WASHINGTON, Jan. 10, 2014 /PRNewswire/ -- The E.W. Scripps Company (NYSE: SSP) has made two significant hires at its Washington bureau. Phil Pruitt is the new director of digital content and Marcia Myers joins the team as the senior investigations editor.
Pruitt will lead digital news and information operations for the bureau, including launching DecodeDC, a new multi-platform political news outlet acquired by Scripps last fall.
Myers will develop, lead and edit national, high-impact investigative projects. Both start Monday, Jan. 13.
Pruitt joins the bureau from Yahoo News, where he was instrumental in helping Yahoo expand its focus to include original content. As senior politics editor in Washington, D.C., he oversaw the packaging and presentation of daily political reporting, including coverage of the 2010 and 2012 elections.
"It is an honor to join the Washington team that will build on this company's long history of quality, substantive journalism," said Pruitt. "We're mapping out a mission for digital journalism that will make a difference for readers and viewers across the country."
Prior to joining Yahoo, Pruitt was an editorial leader and digital innovator at USA Today and Gannett News Service. From 2008 until 2010, he was the deputy managing editor for news at USA Today, leading coordination of online and print editions of the newspaper. Pruitt supervised a digital news staff and directed a network of national correspondents that produced major breaking stories and enterprise pieces for online and print.
Pruitt served as senior Washington editor of Gannett News Service and enterprise editor, overseeing major investigative projects and coordinating with Gannett newspapers and television stations across the country.
In 1991, Pruitt was the editor on a team that won the Pulitzer Prize for national reporting for a series titled "Getting Away with Murder" that disclosed hundreds of child abuse-related deaths go undetected each year as a result of errors by coroners.
Pruitt graduated from the University of South Carolina with a bachelor's degree in history and from the University of Iowa with a master's degree in mass communications.
Myers joins the bureau from London, where she led major investigative reporting across Europe, the Middle East and Africa for Bloomberg News. Her projects included "Wired for Repression," an investigation into the sale of surveillance equipment by Western companies to repressive governments, which won the 2011 George Polk Award for International Reporting and the Sigma Delta Chi Award for Investigative Reporting.
"As a native Ohioan, I grew up with Scripps," said Myers, "I am thrilled to be a part of this remarkable team and its commitment to public-service journalism."

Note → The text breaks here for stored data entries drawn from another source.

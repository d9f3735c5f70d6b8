//! Adapters backing the domain ports: in-process cache and lock services,
//! an in-memory ledger for tests and single runs, and an optional RocksDB
//! ledger behind the `storage-rocksdb` feature.

pub mod cache;
pub mod in_memory;
pub mod lock;
#[cfg(feature = "storage-rocksdb")]
pub mod rocksdb;
use crate::domain::coupon::{Coupon, CouponStatus};
use crate::domain::joblog::JobLog;
use crate::domain::ports::{JobLogStore, LedgerStore};
use crate::error::Result;
use async_trait::async_trait;
use chrono::NaiveDate;
use std::collections::HashMap;
use std::sync::Arc;
use tokio::sync::RwLock;

/// A thread-safe in-memory coupon ledger.
///
/// Uses `Arc<RwLock<HashMap<String, Coupon>>>` to allow shared concurrent access.
/// Ideal for testing or single-run batches where persistence is not required.
#[derive(Default, Clone)]
pub struct InMemoryLedgerStore {
    coupons: Arc<RwLock<HashMap<String, Coupon>>>,
}

impl InMemoryLedgerStore {
    /// Creates a new, empty in-memory ledger.
    pub fn new() -> Self {
        Self::default()
    }
}

#[async_trait]
impl LedgerStore for InMemoryLedgerStore {
    async fn find_by_id(&self, coupon_id: &str) -> Result<Option<Coupon>> {
        let coupons = self.coupons.read().await;
        Ok(coupons.get(coupon_id).cloned())
    }

    async fn find_expired_before(&self, date: NaiveDate) -> Result<Vec<Coupon>> {
        let coupons = self.coupons.read().await;
        Ok(coupons
            .values()
            .filter(|c| c.status == CouponStatus::Active && c.expiry_date < date)
            .cloned()
            .collect())
    }

    async fn find_all(&self) -> Result<Vec<Coupon>> {
        let coupons = self.coupons.read().await;
        Ok(coupons.values().cloned().collect())
    }

    async fn save(&self, coupon: Coupon) -> Result<()> {
        let mut coupons = self.coupons.write().await;
        coupons.insert(coupon.coupon_id.clone(), coupon);
        Ok(())
    }

    async fn save_all(&self, batch: Vec<Coupon>) -> Result<()> {
        let mut coupons = self.coupons.write().await;
        for coupon in batch {
            coupons.insert(coupon.coupon_id.clone(), coupon);
        }
        Ok(())
    }
}

/// A thread-safe in-memory store for batch job run records.
#[derive(Default, Clone)]
pub struct InMemoryJobLogStore {
    logs: Arc<RwLock<HashMap<String, JobLog>>>,
}

impl InMemoryJobLogStore {
    /// Creates a new, empty in-memory job log store.
    pub fn new() -> Self {
        Self::default()
    }

    /// Every record currently held, in no particular order.
    pub async fn all(&self) -> Vec<JobLog> {
        let logs = self.logs.read().await;
        logs.values().cloned().collect()
    }
}

#[async_trait]
impl JobLogStore for InMemoryJobLogStore {
    async fn save(&self, log: JobLog) -> Result<()> {
        let mut logs = self.logs.write().await;
        logs.insert(log.log_id.clone(), log);
        Ok(())
    }

    async fn find_by_id(&self, log_id: &str) -> Result<Option<JobLog>> {
        let logs = self.logs.read().await;
        Ok(logs.get(log_id).cloned())
    }
}
use crate::application::stats::{ReservationStats, StatsSnapshot};
use crate::config::CoordinatorConfig;
use crate::domain::coupon::{Amount, Balance};
use crate::domain::keys;
use crate::domain::ports::{DynBalanceCache, DynLedgerStore, DynLockService, LockToken};
use crate::error::{CouponError, Result};
use tracing::{debug, error, info, warn};

/// Serializes concurrent balance mutations per coupon.
///
/// `BalanceCoordinator` owns the three backends the reservation protocol
/// spans: the volatile balance cache consulted while a payment is in flight,
/// the lock service that serializes mutations per coupon id, and the
/// permanent ledger that only changes once a payment is confirmed.
///
/// The boolean operations (`reserve_amount`, and `restore_amount` logging
/// instead of returning) fail closed: any lock or cache problem rejects the
/// attempt rather than risking an overspend.
pub struct BalanceCoordinator {
    ledger: DynLedgerStore,
    locks: DynLockService,
    cache: DynBalanceCache,
    config: CoordinatorConfig,
    stats: ReservationStats,
}

impl BalanceCoordinator {
    /// Creates a coordinator with the default tunables.
    pub fn new(ledger: DynLedgerStore, locks: DynLockService, cache: DynBalanceCache) -> Self {
        Self::with_config(ledger, locks, cache, CoordinatorConfig::default())
    }

    pub fn with_config(
        ledger: DynLedgerStore,
        locks: DynLockService,
        cache: DynBalanceCache,
        config: CoordinatorConfig,
    ) -> Self {
        Self {
            ledger,
            locks,
            cache,
            config,
            stats: ReservationStats::new(),
        }
    }

    /// Seeds the cached balance for a coupon, typically at issuance or when
    /// warming the cache from the ledger.
    pub async fn initialize_balance(&self, coupon_id: &str, amount: Balance) -> Result<()> {
        let key = keys::balance_key(coupon_id);
        self.cache.set(&key, amount, self.config.balance_ttl).await?;
        debug!(coupon_id, %amount, "initialized cached balance");
        Ok(())
    }

    /// Currently spendable balance as the cache sees it.
    ///
    /// Returns zero when no entry exists or the cache cannot be reached, so
    /// callers treat an unknown balance as nothing left to spend.
    pub async fn available_balance(&self, coupon_id: &str) -> Balance {
        let key = keys::balance_key(coupon_id);
        match self.cache.get(&key).await {
            Ok(Some(balance)) => balance,
            Ok(None) => {
                warn!(coupon_id, "no cached balance entry");
                Balance::ZERO
            }
            Err(err) => {
                error!(coupon_id, %err, "cache read failed");
                Balance::ZERO
            }
        }
    }

    /// Provisionally holds `amount` on the coupon by decrementing the cached
    /// balance under the coupon lock.
    ///
    /// Returns `true` only when the full amount was available and the
    /// decremented balance was written back. Insufficient funds, a missing
    /// cache entry, or any lock or cache failure all return `false`.
    pub async fn reserve_amount(&self, coupon_id: &str, amount: Amount) -> bool {
        let Some(token) = self.acquire_lock(coupon_id).await else {
            warn!(coupon_id, %amount, "reservation rejected: coupon lock unavailable");
            self.stats.record_lock_failure();
            return false;
        };
        let reserved = self.debit_cached(coupon_id, amount).await;
        self.release_lock(token).await;
        if reserved {
            self.stats.record_success();
        } else {
            self.stats.record_failure();
        }
        reserved
    }

    /// Returns a previously reserved `amount` to the cached balance after a
    /// failed payment. Failures are logged and swallowed; [`Self::sync_from_ledger`]
    /// can repair any cache drift this leaves behind.
    pub async fn restore_amount(&self, coupon_id: &str, amount: Amount) {
        let Some(token) = self.acquire_lock(coupon_id).await else {
            warn!(coupon_id, %amount, "restore skipped: coupon lock unavailable");
            return;
        };
        self.credit_cached(coupon_id, amount).await;
        self.release_lock(token).await;
    }

    /// Makes a reservation permanent by debiting the ledger record.
    ///
    /// The coupon flips to used exactly when its remaining amount reaches
    /// zero. The cached balance is untouched; it already reflects the
    /// reservation.
    pub async fn confirm_usage(&self, coupon_id: &str, amount: Amount) -> Result<()> {
        let mut coupon = self
            .ledger
            .find_by_id(coupon_id)
            .await?
            .ok_or_else(|| CouponError::LedgerNotFound(coupon_id.to_string()))?;
        coupon.debit(amount)?;
        let remaining = coupon.remaining_amount;
        let status = coupon.status;
        self.ledger.save(coupon).await?;
        info!(coupon_id, %amount, %remaining, %status, "confirmed coupon usage");
        Ok(())
    }

    /// Overwrites the cached balance with an authoritative ledger value.
    pub async fn sync_balance(&self, coupon_id: &str, ledger_amount: Balance) -> Result<()> {
        let key = keys::balance_key(coupon_id);
        self.cache
            .set(&key, ledger_amount, self.config.balance_ttl)
            .await?;
        debug!(coupon_id, %ledger_amount, "synced cached balance");
        Ok(())
    }

    /// Re-reads the ledger record and pushes its remaining amount into the
    /// cache. Used to repair drift left by crashed callers that reserved but
    /// never confirmed or restored.
    pub async fn sync_from_ledger(&self, coupon_id: &str) -> Result<Balance> {
        let coupon = self
            .ledger
            .find_by_id(coupon_id)
            .await?
            .ok_or_else(|| CouponError::LedgerNotFound(coupon_id.to_string()))?;
        self.sync_balance(coupon_id, coupon.remaining_amount).await?;
        Ok(coupon.remaining_amount)
    }

    /// Drops the cached balance entry entirely.
    pub async fn clear_balance(&self, coupon_id: &str) -> Result<()> {
        let key = keys::balance_key(coupon_id);
        self.cache.delete(&key).await?;
        debug!(coupon_id, "cleared cached balance");
        Ok(())
    }

    pub fn stats(&self) -> StatsSnapshot {
        self.stats.snapshot()
    }

    async fn acquire_lock(&self, coupon_id: &str) -> Option<LockToken> {
        let key = keys::lock_key(coupon_id);
        match self
            .locks
            .try_acquire(&key, self.config.lock_wait, self.config.lock_lease)
            .await
        {
            Ok(token) => token,
            Err(err) => {
                error!(coupon_id, %err, "coupon lock acquisition failed");
                None
            }
        }
    }

    async fn release_lock(&self, token: LockToken) {
        if let Err(err) = self.locks.release(token).await {
            warn!(%err, "failed to release coupon lock");
        }
    }

    // Runs under the coupon lock.
    async fn debit_cached(&self, coupon_id: &str, amount: Amount) -> bool {
        let key = keys::balance_key(coupon_id);
        let balance = match self.cache.get(&key).await {
            Ok(Some(balance)) => balance,
            Ok(None) => {
                warn!(coupon_id, %amount, "no cached balance to reserve against");
                return false;
            }
            Err(err) => {
                error!(coupon_id, %err, "cache read failed during reservation");
                return false;
            }
        };
        let requested: Balance = amount.into();
        if balance < requested {
            warn!(coupon_id, %amount, %balance, "insufficient coupon balance");
            return false;
        }
        let remaining = balance - requested;
        match self.cache.set(&key, remaining, self.config.balance_ttl).await {
            Ok(()) => {
                info!(coupon_id, %amount, %remaining, "reserved coupon amount");
                true
            }
            Err(err) => {
                error!(coupon_id, %err, "cache write failed during reservation");
                false
            }
        }
    }

    // Runs under the coupon lock.
    async fn credit_cached(&self, coupon_id: &str, amount: Amount) {
        let key = keys::balance_key(coupon_id);
        match self.cache.get(&key).await {
            Ok(Some(balance)) => {
                let restored = balance + amount.into();
                match self.cache.set(&key, restored, self.config.balance_ttl).await {
                    Ok(()) => info!(coupon_id, %amount, %restored, "restored coupon amount"),
                    Err(err) => error!(coupon_id, %err, "cache write failed during restore"),
                }
            }
            Ok(None) => warn!(coupon_id, %amount, "no cached balance to restore into"),
            Err(err) => error!(coupon_id, %err, "cache read failed during restore"),
        }
    }
}
use crate::domain::coupon::Balance;
use crate::domain::ports::BalanceCache;
use crate::error::Result;
use async_trait::async_trait;
use std::collections::HashMap;
use std::sync::Arc;
use std::time::Duration;
use tokio::sync::RwLock;
use tokio::time::Instant;

struct CacheEntry {
    value: Balance,
    expires_at: Instant,
}

/// In-process balance cache with per-entry TTL.
///
/// Expired entries are evicted lazily on the next read of their key, which is
/// how the production cache behaves too: a balance that outlives its TTL
/// simply disappears and the coupon reads as empty until re-initialized.
#[derive(Default, Clone)]
pub struct InMemoryBalanceCache {
    entries: Arc<RwLock<HashMap<String, CacheEntry>>>,
}

impl InMemoryBalanceCache {
    /// Creates a new, empty cache.
    pub fn new() -> Self {
        Self::default()
    }
}

#[async_trait]
impl BalanceCache for InMemoryBalanceCache {
    async fn get(&self, key: &str) -> Result<Option<Balance>> {
        let mut entries = self.entries.write().await;
        match entries.get(key) {
            Some(entry) if Instant::now() >= entry.expires_at => {
                entries.remove(key);
                Ok(None)
            }
            Some(entry) => Ok(Some(entry.value)),
            None => Ok(None),
        }
    }

    async fn set(&self, key: &str, value: Balance, ttl: Duration) -> Result<()> {
        let mut entries = self.entries.write().await;
        entries.insert(
            key.to_string(),
            CacheEntry {
                value,
                expires_at: Instant::now() + ttl,
            },
        );
        Ok(())
    }

    async fn delete(&self, key: &str) -> Result<()> {
        let mut entries = self.entries.write().await;
        entries.remove(key);
        Ok(())
    }
}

Between 2006 and 2010 Myers was deputy managing editor and assistant managing editor for national and foreign news at the Baltimore Sun. She was responsible for news coverage across all departments for both the newspaper and the website and led investigative and enterprise reporting. Myers also oversaw reporting from the White House, Congress and numerous federal agencies. As national editor, she led a three-part investigation of an experimental blood coagulant linked to deadly clots and that were used prolifically on wounded soldiers in Iraq – a project that won the 2006 George Polk Award for medical coverage.
Myers studied at The Ohio State University and Ohio University.

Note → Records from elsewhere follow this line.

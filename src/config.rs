use std::time::Duration;

/// Default upper bound on waiting for a coupon lock.
pub const DEFAULT_LOCK_WAIT: Duration = Duration::from_secs(5);
/// Default lease after which a held coupon lock expires on its own.
pub const DEFAULT_LOCK_LEASE: Duration = Duration::from_secs(10);
/// Default TTL applied to cached balance entries.
pub const DEFAULT_BALANCE_TTL: Duration = Duration::from_secs(24 * 60 * 60);

/// Tunables for the balance coordinator.
#[derive(Debug, Clone, Copy, PartialEq, Eq)]
pub struct CoordinatorConfig {
    /// How long a caller may wait to acquire a coupon lock before giving up.
    pub lock_wait: Duration,
    /// How long an acquired lock stays valid if the holder never releases it.
    pub lock_lease: Duration,
    /// How long cached balance entries live after each write.
    pub balance_ttl: Duration,
}

impl Default for CoordinatorConfig {
    fn default() -> Self {
        Self {
            lock_wait: DEFAULT_LOCK_WAIT,
            lock_lease: DEFAULT_LOCK_LEASE,
            balance_ttl: DEFAULT_BALANCE_TTL,
        }
    }
}
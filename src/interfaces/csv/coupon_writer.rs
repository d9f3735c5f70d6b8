use crate::domain::coupon::{Balance, Coupon};
use crate::error::Result;
use rust_decimal::Decimal;
use std::io::Write;

/// Writes the final ledger state as CSV.
///
/// Rows are sorted by coupon id and monetary fields are rendered with two
/// decimal places, so identical ledgers always produce identical reports.
pub struct CouponWriter<W: Write> {
    writer: csv::Writer<W>,
}

impl<W: Write> CouponWriter<W> {
    /// Creates a new `CouponWriter` targeting any `Write` sink (e.g., Stdout, File).
    pub fn new(target: W) -> Self {
        Self {
            writer: csv::Writer::from_writer(target),
        }
    }

    /// Writes the header and one row per coupon, then flushes the sink.
    pub fn write_coupons(&mut self, mut coupons: Vec<Coupon>) -> Result<()> {
        coupons.sort_by(|a, b| a.coupon_id.cmp(&b.coupon_id));

        self.writer.write_record([
            "coupon_id",
            "user_id",
            "original_amount",
            "remaining_amount",
            "expiry_date",
            "status",
        ])?;

        for coupon in &coupons {
            let original = money(coupon.original_amount);
            let remaining = money(coupon.remaining_amount);
            let expiry = coupon.expiry_date.to_string();
            let status = coupon.status.to_string();
            self.writer.write_record([
                &coupon.coupon_id,
                &coupon.user_id,
                &original,
                &remaining,
                &expiry,
                &status,
            ])?;
        }

        self.writer.flush()?;
        Ok(())
    }
}

fn money(balance: Balance) -> String {
    let mut value = Decimal::from(balance);
    value.rescale(2);
    value.to_string()
}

"We are thrilled to welcome two such talented professionals to our team," said Ellen Weiss, vice president and Washington bureau chief for Scripps. "Phil is a world-class editor and digital news leader, and Marcia has an incredible reputation as a great editor who inspires her reporters and consistently delivers original, hard-hitting stories. Both will be instrumental in helping us to define our digital voice, to build our audience and to make our daily and investigative reporting accessible to many more people."

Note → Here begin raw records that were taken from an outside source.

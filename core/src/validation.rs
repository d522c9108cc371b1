//! Declarative checks on submitted form fields.
//!
//! A `Schema` is a list of `FieldRule`s evaluated synchronously against a
//! `FormData`. Failures are split into form-level messages and per-field
//! messages keyed by field name, the shape the error display consumes.

use std::collections::BTreeMap;

use serde::Serialize;

use crate::form::FormData;

/// Minimum number of characters accepted in a comment body.
pub const COMMENT_BODY_MIN_CHARS: usize = 5;

#[derive(Debug, Clone, Default, PartialEq, Eq, Serialize)]
#[serde(rename_all = "camelCase")]
pub struct ValidationErrors {
    pub form_errors: Vec<String>,
    pub field_errors: BTreeMap<String, Vec<String>>,
}

impl ValidationErrors {
    pub fn form(message: impl Into<String>) -> Self {
        Self {
            form_errors: vec![message.into()],
            field_errors: BTreeMap::new(),
        }
    }

    pub fn add_field(&mut self, field: &str, message: impl Into<String>) {
        self.field_errors
            .entry(field.to_string())
            .or_default()
            .push(message.into());
    }

    pub fn field(&self, field: &str) -> &[String] {
        self.field_errors.get(field).map(Vec::as_slice).unwrap_or(&[])
    }

    pub fn is_empty(&self) -> bool {
        self.form_errors.is_empty() && self.field_errors.is_empty()
    }
}

/// A required string field with a minimum length in characters.
#[derive(Debug, Clone)]
pub struct FieldRule {
    pub name: &'static str,
    pub required_message: &'static str,
    pub min_chars: usize,
    pub too_short_message: &'static str,
}

impl FieldRule {
    fn check(&self, form: &FormData, errors: &mut ValidationErrors) {
        match form.get(self.name) {
            None => errors.add_field(self.name, self.required_message),
            Some(value) if value.chars().count() < self.min_chars => {
                errors.add_field(self.name, self.too_short_message)
            }
            Some(_) => {}
        }
    }
}

#[derive(Debug, Clone)]
pub struct Schema {
    rules: Vec<FieldRule>,
}

impl Schema {
    pub fn new(rules: Vec<FieldRule>) -> Self {
        Self { rules }
    }

    /// Schema for the comment update form.
    pub fn comment() -> Self {
        Self::new(vec![FieldRule {
            name: "body",
            required_message: "Message is required",
            min_chars: COMMENT_BODY_MIN_CHARS,
            too_short_message: "Message is too short",
        }])
    }

    pub fn validate(&self, form: &FormData) -> Result<(), ValidationErrors> {
        let mut errors = ValidationErrors::default();
        for rule in &self.rules {
            rule.check(form, &mut errors);
        }
        if errors.is_empty() {
            Ok(())
        } else {
            Err(errors)
        }
    }
}

#[cfg(test)]
mod tests {
    use super::*;

    fn form(pairs: &[(&str, &str)]) -> FormData {
        pairs.iter().copied().collect()
    }

    #[test]
    fn short_body_is_rejected() {
        let errors = Schema::comment()
            .validate(&form(&[("body", "hi")]))
            .unwrap_err();
        assert_eq!(errors.field("body"), ["Message is too short"]);
        assert!(errors.form_errors.is_empty());
    }

    #[test]
    fn empty_body_is_too_short_and_missing_body_is_required() {
        let empty = Schema::comment().validate(&form(&[("body", "")])).unwrap_err();
        assert_eq!(empty.field("body"), ["Message is too short"]);

        let missing = Schema::comment()
            .validate(&form(&[("intent", "comment")]))
            .unwrap_err();
        assert_eq!(missing.field("body"), ["Message is required"]);
    }

    #[test]
    fn boundary_length_counts_characters_not_bytes() {
        assert!(Schema::comment().validate(&form(&[("body", "hello")])).is_ok());
        assert!(Schema::comment().validate(&form(&[("body", "héllo")])).is_ok());
        assert!(Schema::comment().validate(&form(&[("body", "hell")])).is_err());
        // four characters, eight bytes
        assert!(Schema::comment().validate(&form(&[("body", "ありがと")])).is_err());
    }

    #[test]
    fn errors_serialize_in_camel_case() {
        let mut errors = ValidationErrors::form("Failed!");
        errors.add_field("body", "Message is too short");
        let json = serde_json::to_value(&errors).unwrap();
        assert_eq!(json["formErrors"][0], "Failed!");
        assert_eq!(json["fieldErrors"]["body"][0], "Message is too short");
    }
}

The E.W. Scripps Company (www.scripps.com) serves audiences and businesses through a growing portfolio of television, print and digital media brands. It owns 19 local television stations and daily newspapers in 13 markets across the United States and an expanding collection of local and national digital journalism and information businesses. Scripps also produces television programming, runs an award-winning investigative reporting newsroom in Washington, D.C., and serves as the long-time steward of one of the nation's most successful educational programs, Scripps Spelling Bee. Founded in 1879, Scripps is focused on the stories of tomorrow.